## Your goal
Write out the lines from the top of the material through the line with "use fieldbot_core::router::CommandRouter;", exactly and with nothing added.

+ + + + +

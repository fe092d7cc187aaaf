// ABOUTME: Wires the gateway components together from configuration and owns their tasks
// ABOUTME: Connection manager, router, outbox, status publisher and admin alerter share one cancel token

use anyhow::{Context, Result};
use fieldbot_core::alerter::AdminAlerter;
use fieldbot_core::commands::CommandRegistry;
use fieldbot_core::config::Config;
use fieldbot_core::connection::{ConnectionManager, ConnectionSettings};
use fieldbot_core::events::EventHub;
use fieldbot_core::metrics::Counters;
use fieldbot_core::outbox::{NotificationOutbox, OutboxSettings};
use fieldbot_core::router::CommandRouter;
use fieldbot_core::session::{CredentialCipher, LoadOutcome, SessionStore};
use fieldbot_core::status::{StatusPublisher, StatusSampler};
use fieldbot_core::store::SqliteRepository;
use fieldbot_core::traits::ChatTransport;
use fieldbot_core::workflow::{register_handlers, JobWorkflowService};
use metrics_exporter_prometheus::PrometheusHandle;
use std::sync::Arc;
use std::time::Duration;
use tokio::task::JoinHandle;
use tokio_util::sync::CancellationToken;

use crate::server::AppState;

/// Open the encrypted credential store named in the config and decrypt it into memory
pub fn open_session_store(config: &Config) -> Result<Arc<SessionStore>> {
    let passphrase = config
        .credentials
        .passphrase
        .as_deref()
        .context("credentials.passphrase is required")?;
    let cipher = CredentialCipher::from_passphrase(passphrase)
        .context("Failed to derive credential key")?;
    let sessions = Arc::new(SessionStore::new(&config.credentials.path, cipher));

    match sessions.load().context("Failed to read stored credential")? {
        LoadOutcome::Loaded => tracing::info!("Using stored chat credential"),
        LoadOutcome::Missing => tracing::info!("No stored chat credential; will provision"),
        LoadOutcome::Corrupt => {
            tracing::warn!("Stored chat credential was corrupt and has been wiped")
        }
    }
    Ok(sessions)
}

/// A running gateway
pub struct Gateway {
    pub connection: Arc<ConnectionManager>,
    pub sessions: Arc<SessionStore>,
    pub repo: SqliteRepository,
    pub events: EventHub,
    pub publisher: Arc<StatusPublisher>,
    pub counters: Arc<Counters>,
    cancel: CancellationToken,
    tasks: Vec<JoinHandle<()>>,
}

impl Gateway {
    /// Build every component and spawn the background tasks. Connecting starts immediately.
    pub fn start(
        config: &Config,
        transport: Arc<dyn ChatTransport>,
        repo: SqliteRepository,
        sessions: Arc<SessionStore>,
    ) -> Self {
        let cancel = CancellationToken::new();
        let counters = Arc::new(Counters::new());
        let events = EventHub::new();

        let (connection, inbound) = ConnectionManager::new(
            transport,
            Arc::clone(&sessions),
            ConnectionSettings::from(&config.connection),
            Arc::clone(&counters),
        );
        let connection = Arc::new(connection);

        let workflow = Arc::new(JobWorkflowService::new(
            Arc::new(repo.clone()),
            events.clone(),
            &config.commands,
        ));
        let mut registry = CommandRegistry::new();
        register_handlers(&mut registry, workflow);
        tracing::info!(commands = registry.len(), "Command handlers registered");

        let sampler = Arc::new(StatusSampler::new(
            Arc::clone(&connection),
            Arc::clone(&counters),
        ));
        let router = Arc::new(CommandRouter::new(
            registry,
            connection.clone(),
            sampler.clone(),
            Arc::clone(&counters),
            &config.commands,
            connection.platform_id(),
        ));
        let outbox = Arc::new(NotificationOutbox::new(
            Arc::new(repo.clone()),
            connection.clone(),
            Arc::clone(&counters),
            OutboxSettings::from(&config.outbox),
        ));
        let publisher = Arc::new(StatusPublisher::new(
            sampler,
            events.clone(),
            &config.status.snapshot_path,
            Duration::from_secs(config.status.interval_secs),
        ));
        let alerter = Arc::new(AdminAlerter::new(
            connection.clone(),
            config.admin.recipient.clone(),
        ));

        let mut tasks = Vec::new();
        // Subscribe before the run loop starts so the first Connected event is seen
        tasks.push(tokio::spawn(
            alerter.run(connection.subscribe(), cancel.child_token()),
        ));
        tasks.push(tokio::spawn(
            Arc::clone(&publisher).run(connection.watch_state(), cancel.child_token()),
        ));
        tasks.push(tokio::spawn(outbox.run(cancel.child_token())));
        let router_cancel = cancel.child_token();
        tasks.push(tokio::spawn(async move {
            tokio::select! {
                _ = router_cancel.cancelled() => {}
                _ = router.run(inbound) => {}
            }
        }));
        tasks.push(tokio::spawn(Arc::clone(&connection).run()));

        connection.connect();

        Self {
            connection,
            sessions,
            repo,
            events,
            publisher,
            counters,
            cancel,
            tasks,
        }
    }

    pub fn app_state(&self, api_key: Option<String>, metrics: Option<PrometheusHandle>) -> AppState {
        AppState {
            repo: Arc::new(self.repo.clone()),
            status: self.publisher.watch_latest(),
            events: self.events.clone(),
            api_key,
            metrics,
        }
    }

    pub fn cancel_token(&self) -> CancellationToken {
        self.cancel.clone()
    }

    /// Stop every task, close the session and re-encrypt the credential to disk
    pub async fn shutdown(self) {
        tracing::info!("Shutting down gateway");
        self.cancel.cancel();
        self.connection.disconnect().await;

        for task in self.tasks {
            match tokio::time::timeout(Duration::from_secs(5), task).await {
                Ok(Ok(())) => {}
                Ok(Err(e)) => tracing::warn!(error = %e, "Gateway task ended abnormally"),
                Err(_) => tracing::warn!("Gateway task did not stop in time"),
            }
        }

        if let Err(e) = self.sessions.persist() {
            tracing::error!(error = %e, "Failed to persist chat credential on shutdown");
        }
        tracing::info!("Gateway stopped");
    }
}
// ABOUTME: Tests for configuration loading and validation
// ABOUTME: Verifies TOML file discovery, env var overrides, and required field validation

use serial_test::serial;
use std::io::Write;

/// Helper to clear all config-related env vars
fn clear_config_env_vars() {
    for var in [
        "FIELDBOT_CONFIG_PATH",
        "MATRIX_HOME_SERVER",
        "MATRIX_USER_ID",
        "MATRIX_PASSWORD",
        "MATRIX_DEVICE_NAME",
        "ADMIN_RECIPIENT",
        "FIELDBOT_CREDENTIAL_PASSPHRASE",
        "FIELDBOT_DATABASE_PATH",
        "SERVER_PORT",
        "SERVER_HOST",
        "SERVER_API_KEY",
        "OUTBOX_POLL_INTERVAL_SECS",
    ] {
        std::env::remove_var(var);
    }
}

fn write_config(dir: &tempfile::TempDir, content: &str) -> std::path::PathBuf {
    let config_path = dir.path().join("config.toml");
    let mut file = std::fs::File::create(&config_path).unwrap();
    file.write_all(content.as_bytes()).unwrap();
    config_path
}

const FULL_CONFIG: &str = r#"
[matrix]
home_server = "https://matrix.example.org"
user_id = "@fieldbot:example.org"
password = "secret123"
bridge_server = "bridge.example.org"

[admin]
recipient = "6280000"

[commands]
marker = "/"
list_limit = 5

[server]
port = 8080

[database]
path = "/tmp/fieldbot-test.db"

[credentials]
passphrase = "correct horse"
"#;

#[test]
#[serial]
fn test_config_loads_from_toml_file() {
    clear_config_env_vars();
    let dir = tempfile::tempdir().unwrap();
    let config_path = write_config(&dir, FULL_CONFIG);
    std::env::set_var("FIELDBOT_CONFIG_PATH", &config_path);

    let config = fieldbot::config::Config::load().unwrap();

    assert_eq!(config.matrix.home_server, "https://matrix.example.org");
    assert_eq!(config.matrix.user_id, "@fieldbot:example.org");
    assert_eq!(config.matrix.password, Some("secret123".to_string()));
    assert_eq!(config.matrix.bridge_server_name(), "bridge.example.org");
    assert_eq!(config.admin.recipient, "6280000");
    assert_eq!(config.commands.marker, "/");
    assert_eq!(config.commands.list_limit, 5);
    assert_eq!(config.server.port, 8080);
    assert_eq!(config.database.path, "/tmp/fieldbot-test.db");

    clear_config_env_vars();
}

#[test]
#[serial]
fn test_config_env_var_overrides() {
    clear_config_env_vars();
    let dir = tempfile::tempdir().unwrap();
    let config_path = write_config(&dir, FULL_CONFIG);
    std::env::set_var("FIELDBOT_CONFIG_PATH", &config_path);
    std::env::set_var("MATRIX_HOME_SERVER", "https://override.example.org");
    std::env::set_var("ADMIN_RECIPIENT", "@ops:example.org");
    std::env::set_var("SERVER_PORT", "9999");
    std::env::set_var("SERVER_API_KEY", "k3y");
    std::env::set_var("FIELDBOT_DATABASE_PATH", "/tmp/override.db");

    let config = fieldbot::config::Config::load().unwrap();

    assert_eq!(config.matrix.home_server, "https://override.example.org");
    assert_eq!(config.admin.recipient, "@ops:example.org");
    assert_eq!(config.server.port, 9999);
    assert_eq!(config.server.api_key, Some("k3y".to_string()));
    assert_eq!(config.database.path, "/tmp/override.db");

    clear_config_env_vars();
}

#[test]
#[serial]
fn test_secrets_are_cleared_from_environment() {
    clear_config_env_vars();
    let dir = tempfile::tempdir().unwrap();
    let config_path = write_config(&dir, FULL_CONFIG);
    std::env::set_var("FIELDBOT_CONFIG_PATH", &config_path);
    std::env::set_var("MATRIX_PASSWORD", "from-env");
    std::env::set_var("FIELDBOT_CREDENTIAL_PASSPHRASE", "env passphrase");

    let config = fieldbot::config::Config::load().unwrap();

    assert_eq!(config.matrix.password, Some("from-env".to_string()));
    assert_eq!(
        config.credentials.passphrase,
        Some("env passphrase".to_string())
    );
    assert!(std::env::var("MATRIX_PASSWORD").is_err());
    assert!(std::env::var("FIELDBOT_CREDENTIAL_PASSPHRASE").is_err());

    clear_config_env_vars();
}

#[test]
#[serial]
fn test_invalid_port_override_is_rejected() {
    clear_config_env_vars();
    let dir = tempfile::tempdir().unwrap();
    let config_path = write_config(&dir, FULL_CONFIG);
    std::env::set_var("FIELDBOT_CONFIG_PATH", &config_path);
    std::env::set_var("SERVER_PORT", "not-a-port");

    assert!(fieldbot::config::Config::load().is_err());

    clear_config_env_vars();
}

#[test]
#[serial]
fn test_missing_passphrase_fails_validation_but_not_unvalidated_load() {
    clear_config_env_vars();
    let dir = tempfile::tempdir().unwrap();
    let without_passphrase = FULL_CONFIG.replace("passphrase = \"correct horse\"", "");
    let config_path = write_config(&dir, &without_passphrase);
    std::env::set_var("FIELDBOT_CONFIG_PATH", &config_path);

    let err = fieldbot::config::Config::load().unwrap_err();
    assert!(err.to_string().contains("credentials.passphrase"));

    let config = fieldbot::config::Config::load_unvalidated().unwrap();
    assert_eq!(config.database.path, "/tmp/fieldbot-test.db");

    clear_config_env_vars();
}

#[test]
#[serial]
fn test_invalid_user_id_fails_validation() {
    clear_config_env_vars();
    let dir = tempfile::tempdir().unwrap();
    let bad = FULL_CONFIG.replace("@fieldbot:example.org", "fieldbot");
    let config_path = write_config(&dir, &bad);
    std::env::set_var("FIELDBOT_CONFIG_PATH", &config_path);

    let err = fieldbot::config::Config::load().unwrap_err();
    assert!(err.to_string().contains("Invalid Matrix user ID"));

    clear_config_env_vars();
}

+ + + + +

## Answer box
repository fe092d7cc187aaaf
// ABOUTME: Wires the gateway components together from configuration and owns their tasks
// ABOUTME: Connection manager, router, outbox, status publisher and admin alerter share one cancel token

use anyhow::{Context, Result};
use fieldbot_core::alerter::AdminAlerter;
use fieldbot_core::commands::CommandRegistry;
use fieldbot_core::config::Config;
use fieldbot_core::connection::{ConnectionManager, ConnectionSettings};
use fieldbot_core::events::EventHub;
use fieldbot_core::metrics::Counters;
use fieldbot_core::outbox::{NotificationOutbox, OutboxSettings};
use fieldbot_core::router::CommandRouter;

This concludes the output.